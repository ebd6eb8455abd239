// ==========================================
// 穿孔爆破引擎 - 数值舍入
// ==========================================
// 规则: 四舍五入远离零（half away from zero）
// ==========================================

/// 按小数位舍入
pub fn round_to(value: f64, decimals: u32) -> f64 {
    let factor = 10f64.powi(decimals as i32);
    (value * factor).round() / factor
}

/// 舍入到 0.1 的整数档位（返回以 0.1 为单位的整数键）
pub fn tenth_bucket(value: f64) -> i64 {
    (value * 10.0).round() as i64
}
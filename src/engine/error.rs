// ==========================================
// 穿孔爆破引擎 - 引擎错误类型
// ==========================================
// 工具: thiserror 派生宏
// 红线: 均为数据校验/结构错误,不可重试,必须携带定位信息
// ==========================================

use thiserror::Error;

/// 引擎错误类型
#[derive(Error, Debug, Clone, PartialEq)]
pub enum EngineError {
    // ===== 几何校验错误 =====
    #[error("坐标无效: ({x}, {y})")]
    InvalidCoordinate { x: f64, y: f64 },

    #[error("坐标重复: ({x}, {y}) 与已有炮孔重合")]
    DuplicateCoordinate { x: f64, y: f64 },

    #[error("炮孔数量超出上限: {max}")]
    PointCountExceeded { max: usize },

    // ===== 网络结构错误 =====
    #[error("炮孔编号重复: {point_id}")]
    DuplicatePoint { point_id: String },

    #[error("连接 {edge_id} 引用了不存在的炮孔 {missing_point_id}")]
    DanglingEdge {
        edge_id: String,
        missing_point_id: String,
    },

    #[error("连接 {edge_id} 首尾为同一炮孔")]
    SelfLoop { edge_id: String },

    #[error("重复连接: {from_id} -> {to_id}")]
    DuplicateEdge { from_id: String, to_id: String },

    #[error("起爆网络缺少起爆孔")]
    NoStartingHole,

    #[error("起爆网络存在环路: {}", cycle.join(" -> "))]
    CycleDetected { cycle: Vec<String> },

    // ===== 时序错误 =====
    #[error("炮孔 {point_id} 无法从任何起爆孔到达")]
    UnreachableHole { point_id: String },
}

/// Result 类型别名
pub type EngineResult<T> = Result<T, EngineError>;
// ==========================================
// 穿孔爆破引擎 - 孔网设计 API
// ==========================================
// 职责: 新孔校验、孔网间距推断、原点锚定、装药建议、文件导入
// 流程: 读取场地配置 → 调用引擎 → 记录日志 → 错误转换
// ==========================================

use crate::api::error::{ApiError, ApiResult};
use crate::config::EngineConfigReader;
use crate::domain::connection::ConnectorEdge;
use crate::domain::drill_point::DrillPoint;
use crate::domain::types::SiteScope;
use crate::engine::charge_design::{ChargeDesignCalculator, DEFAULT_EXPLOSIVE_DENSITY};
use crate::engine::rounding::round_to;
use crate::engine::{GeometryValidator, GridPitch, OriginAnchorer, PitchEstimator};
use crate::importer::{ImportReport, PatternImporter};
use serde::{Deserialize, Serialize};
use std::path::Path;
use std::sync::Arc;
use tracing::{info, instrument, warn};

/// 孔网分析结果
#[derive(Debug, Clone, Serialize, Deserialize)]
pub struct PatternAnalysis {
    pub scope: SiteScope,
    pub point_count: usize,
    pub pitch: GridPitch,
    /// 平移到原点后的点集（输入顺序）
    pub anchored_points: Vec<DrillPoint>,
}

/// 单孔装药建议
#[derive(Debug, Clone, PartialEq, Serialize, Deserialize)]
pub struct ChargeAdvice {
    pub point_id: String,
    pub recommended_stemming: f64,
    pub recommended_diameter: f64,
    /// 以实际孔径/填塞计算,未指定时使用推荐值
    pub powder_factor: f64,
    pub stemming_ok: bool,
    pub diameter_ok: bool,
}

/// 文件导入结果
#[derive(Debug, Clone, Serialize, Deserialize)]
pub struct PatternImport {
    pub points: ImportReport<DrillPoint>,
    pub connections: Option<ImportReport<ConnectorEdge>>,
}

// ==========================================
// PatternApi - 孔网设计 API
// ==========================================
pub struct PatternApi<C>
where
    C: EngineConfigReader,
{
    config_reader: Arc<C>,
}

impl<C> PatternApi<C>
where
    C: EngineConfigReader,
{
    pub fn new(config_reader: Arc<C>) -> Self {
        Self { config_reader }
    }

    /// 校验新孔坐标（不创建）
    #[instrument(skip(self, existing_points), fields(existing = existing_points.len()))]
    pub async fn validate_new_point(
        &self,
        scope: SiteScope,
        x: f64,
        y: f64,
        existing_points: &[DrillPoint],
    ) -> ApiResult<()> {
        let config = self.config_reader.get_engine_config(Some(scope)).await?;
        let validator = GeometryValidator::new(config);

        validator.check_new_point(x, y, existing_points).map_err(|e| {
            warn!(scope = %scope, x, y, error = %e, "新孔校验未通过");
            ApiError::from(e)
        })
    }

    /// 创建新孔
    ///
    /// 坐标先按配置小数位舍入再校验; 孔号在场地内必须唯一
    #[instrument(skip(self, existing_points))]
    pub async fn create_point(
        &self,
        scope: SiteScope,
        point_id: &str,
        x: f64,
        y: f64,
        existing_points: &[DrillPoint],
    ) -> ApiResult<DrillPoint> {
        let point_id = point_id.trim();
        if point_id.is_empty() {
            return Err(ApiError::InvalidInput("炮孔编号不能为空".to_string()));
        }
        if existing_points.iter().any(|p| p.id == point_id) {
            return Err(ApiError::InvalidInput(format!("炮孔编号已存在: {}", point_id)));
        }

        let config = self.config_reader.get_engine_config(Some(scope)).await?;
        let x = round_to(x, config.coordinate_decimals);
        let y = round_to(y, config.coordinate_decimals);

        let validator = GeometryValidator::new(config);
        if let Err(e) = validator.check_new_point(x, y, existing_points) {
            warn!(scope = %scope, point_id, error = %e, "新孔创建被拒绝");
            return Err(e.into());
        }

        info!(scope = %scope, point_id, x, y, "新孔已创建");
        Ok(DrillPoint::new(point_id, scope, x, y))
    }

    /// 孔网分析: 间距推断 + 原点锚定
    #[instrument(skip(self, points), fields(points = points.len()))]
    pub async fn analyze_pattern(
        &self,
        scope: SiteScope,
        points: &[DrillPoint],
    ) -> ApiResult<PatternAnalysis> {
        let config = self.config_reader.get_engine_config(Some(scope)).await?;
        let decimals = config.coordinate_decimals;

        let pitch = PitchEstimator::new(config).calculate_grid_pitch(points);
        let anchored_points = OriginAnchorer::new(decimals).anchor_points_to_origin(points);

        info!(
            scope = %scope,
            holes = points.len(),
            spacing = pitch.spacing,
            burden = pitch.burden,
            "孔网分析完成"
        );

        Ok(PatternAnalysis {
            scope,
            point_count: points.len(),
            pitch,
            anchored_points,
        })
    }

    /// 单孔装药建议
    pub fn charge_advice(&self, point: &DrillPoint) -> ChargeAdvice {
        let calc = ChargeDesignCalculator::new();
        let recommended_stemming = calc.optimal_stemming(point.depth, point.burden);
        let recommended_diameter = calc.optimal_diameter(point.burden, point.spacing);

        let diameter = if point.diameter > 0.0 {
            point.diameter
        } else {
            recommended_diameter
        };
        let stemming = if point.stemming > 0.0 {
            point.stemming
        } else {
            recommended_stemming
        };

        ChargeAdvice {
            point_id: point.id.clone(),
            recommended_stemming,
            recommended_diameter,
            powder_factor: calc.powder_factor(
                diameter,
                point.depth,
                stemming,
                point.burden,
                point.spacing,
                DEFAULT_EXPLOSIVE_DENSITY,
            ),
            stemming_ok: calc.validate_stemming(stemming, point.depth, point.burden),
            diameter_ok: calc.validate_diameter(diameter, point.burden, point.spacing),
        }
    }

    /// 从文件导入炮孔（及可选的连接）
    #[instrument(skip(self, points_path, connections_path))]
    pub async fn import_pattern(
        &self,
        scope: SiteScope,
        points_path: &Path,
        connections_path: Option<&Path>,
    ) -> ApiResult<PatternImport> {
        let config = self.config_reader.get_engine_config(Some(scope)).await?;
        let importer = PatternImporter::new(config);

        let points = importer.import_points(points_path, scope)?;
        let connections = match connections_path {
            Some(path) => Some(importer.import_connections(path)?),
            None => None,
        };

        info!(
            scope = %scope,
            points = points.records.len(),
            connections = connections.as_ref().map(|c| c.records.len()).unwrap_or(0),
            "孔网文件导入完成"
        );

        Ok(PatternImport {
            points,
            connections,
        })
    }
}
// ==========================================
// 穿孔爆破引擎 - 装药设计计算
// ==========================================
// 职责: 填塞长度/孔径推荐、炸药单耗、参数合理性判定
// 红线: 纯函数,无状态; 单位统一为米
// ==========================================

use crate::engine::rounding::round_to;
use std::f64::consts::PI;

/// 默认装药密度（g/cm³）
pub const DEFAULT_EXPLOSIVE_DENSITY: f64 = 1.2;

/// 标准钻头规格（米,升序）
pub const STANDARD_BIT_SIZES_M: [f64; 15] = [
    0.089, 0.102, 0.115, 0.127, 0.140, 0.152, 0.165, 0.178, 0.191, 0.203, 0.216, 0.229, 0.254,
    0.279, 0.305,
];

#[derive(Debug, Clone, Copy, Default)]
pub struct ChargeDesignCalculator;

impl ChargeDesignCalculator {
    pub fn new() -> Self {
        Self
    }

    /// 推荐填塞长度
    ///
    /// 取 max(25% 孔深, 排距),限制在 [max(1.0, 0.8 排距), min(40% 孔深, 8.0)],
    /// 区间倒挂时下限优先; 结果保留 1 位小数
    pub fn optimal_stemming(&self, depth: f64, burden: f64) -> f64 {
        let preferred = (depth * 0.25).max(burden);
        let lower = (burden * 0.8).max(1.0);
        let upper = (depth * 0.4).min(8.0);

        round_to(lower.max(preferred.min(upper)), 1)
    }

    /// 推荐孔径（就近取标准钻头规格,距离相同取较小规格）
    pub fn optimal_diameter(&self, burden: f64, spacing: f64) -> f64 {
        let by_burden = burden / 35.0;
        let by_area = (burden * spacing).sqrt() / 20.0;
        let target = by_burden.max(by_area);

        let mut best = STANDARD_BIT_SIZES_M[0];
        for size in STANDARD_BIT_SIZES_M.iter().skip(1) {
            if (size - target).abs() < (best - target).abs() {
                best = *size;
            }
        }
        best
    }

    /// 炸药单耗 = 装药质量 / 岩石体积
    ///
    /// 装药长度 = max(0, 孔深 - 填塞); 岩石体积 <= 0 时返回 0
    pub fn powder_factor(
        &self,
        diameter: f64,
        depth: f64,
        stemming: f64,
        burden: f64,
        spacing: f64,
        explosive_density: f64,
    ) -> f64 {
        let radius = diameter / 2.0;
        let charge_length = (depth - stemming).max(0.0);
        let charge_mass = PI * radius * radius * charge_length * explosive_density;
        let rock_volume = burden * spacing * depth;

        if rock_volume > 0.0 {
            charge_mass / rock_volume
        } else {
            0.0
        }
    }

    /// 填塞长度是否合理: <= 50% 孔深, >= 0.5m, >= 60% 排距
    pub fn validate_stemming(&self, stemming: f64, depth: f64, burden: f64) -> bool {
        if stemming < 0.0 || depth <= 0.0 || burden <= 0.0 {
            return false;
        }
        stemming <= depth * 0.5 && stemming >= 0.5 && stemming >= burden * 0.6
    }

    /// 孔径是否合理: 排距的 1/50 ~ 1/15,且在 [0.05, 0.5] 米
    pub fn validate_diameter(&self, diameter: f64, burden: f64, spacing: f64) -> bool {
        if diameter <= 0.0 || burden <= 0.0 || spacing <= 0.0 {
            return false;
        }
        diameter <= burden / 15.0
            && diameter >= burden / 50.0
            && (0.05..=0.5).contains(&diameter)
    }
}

EXERCISE: Please retype the records above starting with the line that contains "let radius = diameter / 2.0;" and stopping after the last line, changing nothing.

RESULT OF THIS TASK:
        let radius = diameter / 2.0;
        let charge_length = (depth - stemming).max(0.0);
        let charge_mass = PI * radius * radius * charge_length * explosive_density;
        let rock_volume = burden * spacing * depth;

        if rock_volume > 0.0 {
            charge_mass / rock_volume
        } else {
            0.0
        }
    }

    /// 填塞长度是否合理: <= 50% 孔深, >= 0.5m, >= 60% 排距
    pub fn validate_stemming(&self, stemming: f64, depth: f64, burden: f64) -> bool {
        if stemming < 0.0 || depth <= 0.0 || burden <= 0.0 {
            return false;
        }
        stemming <= depth * 0.5 && stemming >= 0.5 && stemming >= burden * 0.6
    }

    /// 孔径是否合理: 排距的 1/50 ~ 1/15,且在 [0.05, 0.5] 米
    pub fn validate_diameter(&self, diameter: f64, burden: f64, spacing: f64) -> bool {
        if diameter <= 0.0 || burden <= 0.0 || spacing <= 0.0 {
            return false;
        }
        diameter <= burden / 15.0
            && diameter >= burden / 50.0
            && (0.05..=0.5).contains(&diameter)
    }
}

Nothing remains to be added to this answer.